Your instructions:
What lines in the entries below contain the word "EndOffsetMillis"? Copy all of them.
==========
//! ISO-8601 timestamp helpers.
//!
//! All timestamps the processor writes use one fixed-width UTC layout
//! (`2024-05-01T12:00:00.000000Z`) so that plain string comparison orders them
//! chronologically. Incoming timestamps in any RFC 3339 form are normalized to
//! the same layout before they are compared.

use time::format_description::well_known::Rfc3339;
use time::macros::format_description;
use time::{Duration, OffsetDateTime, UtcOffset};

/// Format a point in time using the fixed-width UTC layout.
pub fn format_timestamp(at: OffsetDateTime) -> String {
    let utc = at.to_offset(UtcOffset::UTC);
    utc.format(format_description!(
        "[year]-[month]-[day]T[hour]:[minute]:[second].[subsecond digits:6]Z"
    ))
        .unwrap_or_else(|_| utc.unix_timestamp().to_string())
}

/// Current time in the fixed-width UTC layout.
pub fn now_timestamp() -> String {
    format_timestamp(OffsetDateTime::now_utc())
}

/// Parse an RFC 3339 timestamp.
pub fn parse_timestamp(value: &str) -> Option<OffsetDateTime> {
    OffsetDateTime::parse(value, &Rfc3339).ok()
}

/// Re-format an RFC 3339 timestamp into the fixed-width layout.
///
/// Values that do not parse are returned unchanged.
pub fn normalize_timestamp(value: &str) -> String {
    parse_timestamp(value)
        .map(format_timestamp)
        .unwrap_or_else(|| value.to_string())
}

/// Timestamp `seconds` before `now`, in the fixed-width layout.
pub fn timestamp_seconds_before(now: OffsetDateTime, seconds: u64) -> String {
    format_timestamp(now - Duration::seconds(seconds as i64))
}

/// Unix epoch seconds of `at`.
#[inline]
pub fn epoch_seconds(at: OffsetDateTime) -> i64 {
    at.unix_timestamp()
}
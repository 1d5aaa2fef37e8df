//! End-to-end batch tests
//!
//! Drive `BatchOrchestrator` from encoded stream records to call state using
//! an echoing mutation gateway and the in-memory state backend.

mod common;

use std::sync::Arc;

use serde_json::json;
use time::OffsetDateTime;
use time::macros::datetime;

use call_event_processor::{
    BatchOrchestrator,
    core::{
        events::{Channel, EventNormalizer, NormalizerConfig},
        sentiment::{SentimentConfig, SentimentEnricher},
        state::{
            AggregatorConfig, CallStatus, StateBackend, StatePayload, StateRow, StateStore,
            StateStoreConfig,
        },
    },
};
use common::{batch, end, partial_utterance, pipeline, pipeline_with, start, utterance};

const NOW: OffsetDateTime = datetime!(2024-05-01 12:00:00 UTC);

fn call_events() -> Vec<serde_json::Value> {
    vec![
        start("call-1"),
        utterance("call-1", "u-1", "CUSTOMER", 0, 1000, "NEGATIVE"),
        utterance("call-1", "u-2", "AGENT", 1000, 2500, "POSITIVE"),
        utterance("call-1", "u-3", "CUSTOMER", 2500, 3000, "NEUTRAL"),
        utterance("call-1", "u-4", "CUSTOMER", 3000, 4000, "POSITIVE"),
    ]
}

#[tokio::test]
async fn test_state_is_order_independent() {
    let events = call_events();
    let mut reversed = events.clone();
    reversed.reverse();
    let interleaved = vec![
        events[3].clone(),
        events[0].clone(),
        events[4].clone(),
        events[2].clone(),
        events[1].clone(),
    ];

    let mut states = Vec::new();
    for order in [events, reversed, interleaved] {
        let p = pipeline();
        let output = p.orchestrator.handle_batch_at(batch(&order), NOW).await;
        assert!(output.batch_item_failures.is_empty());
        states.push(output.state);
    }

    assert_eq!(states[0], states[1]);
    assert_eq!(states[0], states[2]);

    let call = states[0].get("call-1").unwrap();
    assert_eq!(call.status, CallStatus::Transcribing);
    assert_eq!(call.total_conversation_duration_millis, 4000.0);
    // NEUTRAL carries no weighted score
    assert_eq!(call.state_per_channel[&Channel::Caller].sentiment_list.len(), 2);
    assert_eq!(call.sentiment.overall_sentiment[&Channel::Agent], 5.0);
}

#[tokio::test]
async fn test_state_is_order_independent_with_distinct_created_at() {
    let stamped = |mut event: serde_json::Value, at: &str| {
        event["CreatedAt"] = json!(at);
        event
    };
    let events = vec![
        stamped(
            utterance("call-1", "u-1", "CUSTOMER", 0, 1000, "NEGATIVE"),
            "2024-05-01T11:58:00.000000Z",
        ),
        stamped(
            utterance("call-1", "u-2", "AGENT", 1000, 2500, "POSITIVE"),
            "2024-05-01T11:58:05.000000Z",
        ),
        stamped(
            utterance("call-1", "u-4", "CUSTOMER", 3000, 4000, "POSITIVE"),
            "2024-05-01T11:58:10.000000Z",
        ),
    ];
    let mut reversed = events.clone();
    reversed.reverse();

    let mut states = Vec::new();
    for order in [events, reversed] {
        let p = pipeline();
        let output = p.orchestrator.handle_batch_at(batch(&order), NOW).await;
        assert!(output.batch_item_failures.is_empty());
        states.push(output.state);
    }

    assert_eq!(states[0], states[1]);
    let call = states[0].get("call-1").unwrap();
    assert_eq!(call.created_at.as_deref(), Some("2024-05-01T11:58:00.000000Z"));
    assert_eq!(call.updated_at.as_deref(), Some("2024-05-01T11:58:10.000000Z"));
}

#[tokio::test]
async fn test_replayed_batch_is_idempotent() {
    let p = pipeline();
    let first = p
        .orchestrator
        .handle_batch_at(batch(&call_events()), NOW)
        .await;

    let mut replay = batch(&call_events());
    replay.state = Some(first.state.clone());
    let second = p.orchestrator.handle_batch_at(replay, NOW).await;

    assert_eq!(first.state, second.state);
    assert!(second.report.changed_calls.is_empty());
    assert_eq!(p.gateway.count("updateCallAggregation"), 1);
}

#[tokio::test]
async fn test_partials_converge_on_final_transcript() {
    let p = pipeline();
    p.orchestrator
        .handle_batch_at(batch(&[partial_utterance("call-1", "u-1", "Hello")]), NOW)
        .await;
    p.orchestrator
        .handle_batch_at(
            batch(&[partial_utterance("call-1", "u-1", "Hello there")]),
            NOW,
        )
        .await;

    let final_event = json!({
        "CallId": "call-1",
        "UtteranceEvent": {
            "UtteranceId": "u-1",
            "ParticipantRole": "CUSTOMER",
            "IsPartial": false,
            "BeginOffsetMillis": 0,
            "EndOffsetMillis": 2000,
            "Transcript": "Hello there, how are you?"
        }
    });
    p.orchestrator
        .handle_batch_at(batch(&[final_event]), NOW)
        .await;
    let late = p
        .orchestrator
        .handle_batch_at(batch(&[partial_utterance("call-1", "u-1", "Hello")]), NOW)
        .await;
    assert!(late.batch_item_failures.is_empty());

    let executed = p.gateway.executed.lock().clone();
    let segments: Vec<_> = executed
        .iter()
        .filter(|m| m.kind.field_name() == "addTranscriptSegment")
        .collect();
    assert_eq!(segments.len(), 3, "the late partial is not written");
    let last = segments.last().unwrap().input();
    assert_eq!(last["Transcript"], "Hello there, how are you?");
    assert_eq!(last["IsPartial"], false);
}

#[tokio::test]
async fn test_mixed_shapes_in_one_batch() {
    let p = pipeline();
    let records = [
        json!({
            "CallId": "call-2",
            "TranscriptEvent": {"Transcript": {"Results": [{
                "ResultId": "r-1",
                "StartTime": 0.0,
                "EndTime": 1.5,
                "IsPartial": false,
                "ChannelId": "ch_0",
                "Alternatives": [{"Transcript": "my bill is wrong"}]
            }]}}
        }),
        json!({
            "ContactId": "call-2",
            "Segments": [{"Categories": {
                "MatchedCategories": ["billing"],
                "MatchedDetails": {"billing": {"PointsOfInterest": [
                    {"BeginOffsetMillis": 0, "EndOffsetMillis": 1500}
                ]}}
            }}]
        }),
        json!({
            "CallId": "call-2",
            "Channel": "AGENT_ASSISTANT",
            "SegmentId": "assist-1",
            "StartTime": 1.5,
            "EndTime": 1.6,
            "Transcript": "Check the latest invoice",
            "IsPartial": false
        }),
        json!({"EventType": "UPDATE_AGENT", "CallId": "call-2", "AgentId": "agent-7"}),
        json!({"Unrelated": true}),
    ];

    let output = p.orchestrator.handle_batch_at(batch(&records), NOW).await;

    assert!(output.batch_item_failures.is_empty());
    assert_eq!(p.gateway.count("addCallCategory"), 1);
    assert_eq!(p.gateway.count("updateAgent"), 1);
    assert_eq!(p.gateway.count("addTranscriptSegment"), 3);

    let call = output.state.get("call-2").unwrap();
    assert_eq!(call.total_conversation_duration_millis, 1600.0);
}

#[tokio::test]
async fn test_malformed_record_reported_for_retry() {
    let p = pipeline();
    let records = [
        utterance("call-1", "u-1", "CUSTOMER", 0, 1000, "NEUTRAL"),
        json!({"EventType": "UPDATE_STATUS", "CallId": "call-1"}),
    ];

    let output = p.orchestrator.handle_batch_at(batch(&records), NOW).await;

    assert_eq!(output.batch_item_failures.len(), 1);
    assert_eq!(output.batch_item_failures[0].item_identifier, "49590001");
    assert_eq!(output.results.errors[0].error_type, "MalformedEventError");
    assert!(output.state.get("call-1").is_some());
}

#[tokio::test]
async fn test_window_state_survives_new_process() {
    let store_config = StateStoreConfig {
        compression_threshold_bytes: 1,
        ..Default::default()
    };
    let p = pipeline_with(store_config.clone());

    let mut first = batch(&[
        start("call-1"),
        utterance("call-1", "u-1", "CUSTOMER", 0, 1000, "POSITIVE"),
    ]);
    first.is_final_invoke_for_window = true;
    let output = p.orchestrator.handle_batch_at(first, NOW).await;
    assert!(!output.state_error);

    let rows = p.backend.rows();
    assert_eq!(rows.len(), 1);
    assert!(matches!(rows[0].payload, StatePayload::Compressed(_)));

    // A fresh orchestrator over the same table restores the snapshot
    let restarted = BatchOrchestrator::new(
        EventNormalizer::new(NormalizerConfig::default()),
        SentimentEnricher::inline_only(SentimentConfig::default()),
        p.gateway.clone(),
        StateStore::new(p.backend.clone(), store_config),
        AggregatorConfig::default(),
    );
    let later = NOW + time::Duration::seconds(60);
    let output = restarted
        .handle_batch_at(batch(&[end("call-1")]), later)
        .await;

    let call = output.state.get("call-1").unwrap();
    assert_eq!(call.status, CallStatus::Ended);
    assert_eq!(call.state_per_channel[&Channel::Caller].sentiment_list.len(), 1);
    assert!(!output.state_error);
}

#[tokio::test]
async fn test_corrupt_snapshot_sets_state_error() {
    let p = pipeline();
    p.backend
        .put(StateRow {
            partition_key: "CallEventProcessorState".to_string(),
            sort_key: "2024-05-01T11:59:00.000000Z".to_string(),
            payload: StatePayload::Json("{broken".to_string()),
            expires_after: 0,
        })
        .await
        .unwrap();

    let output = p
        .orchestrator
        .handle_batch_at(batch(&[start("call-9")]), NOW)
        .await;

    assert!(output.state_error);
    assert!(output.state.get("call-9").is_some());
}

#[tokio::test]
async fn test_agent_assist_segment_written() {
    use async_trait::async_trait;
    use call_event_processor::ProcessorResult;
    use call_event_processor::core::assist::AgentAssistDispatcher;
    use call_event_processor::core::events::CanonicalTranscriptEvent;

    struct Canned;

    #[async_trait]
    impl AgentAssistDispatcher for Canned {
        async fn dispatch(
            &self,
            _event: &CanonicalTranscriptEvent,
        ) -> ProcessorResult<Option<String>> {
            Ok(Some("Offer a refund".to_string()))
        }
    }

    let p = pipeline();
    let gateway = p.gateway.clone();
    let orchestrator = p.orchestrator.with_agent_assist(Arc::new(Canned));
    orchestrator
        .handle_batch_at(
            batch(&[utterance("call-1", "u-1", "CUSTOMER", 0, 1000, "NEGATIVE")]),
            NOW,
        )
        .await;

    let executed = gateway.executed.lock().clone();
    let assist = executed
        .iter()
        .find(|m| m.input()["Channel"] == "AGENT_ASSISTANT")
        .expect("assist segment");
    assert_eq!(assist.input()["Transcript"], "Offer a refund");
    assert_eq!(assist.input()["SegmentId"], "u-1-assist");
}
==========
Output of the exercise:
            "EndOffsetMillis": 2000,
                    {"BeginOffsetMillis": 0, "EndOffsetMillis": 1500}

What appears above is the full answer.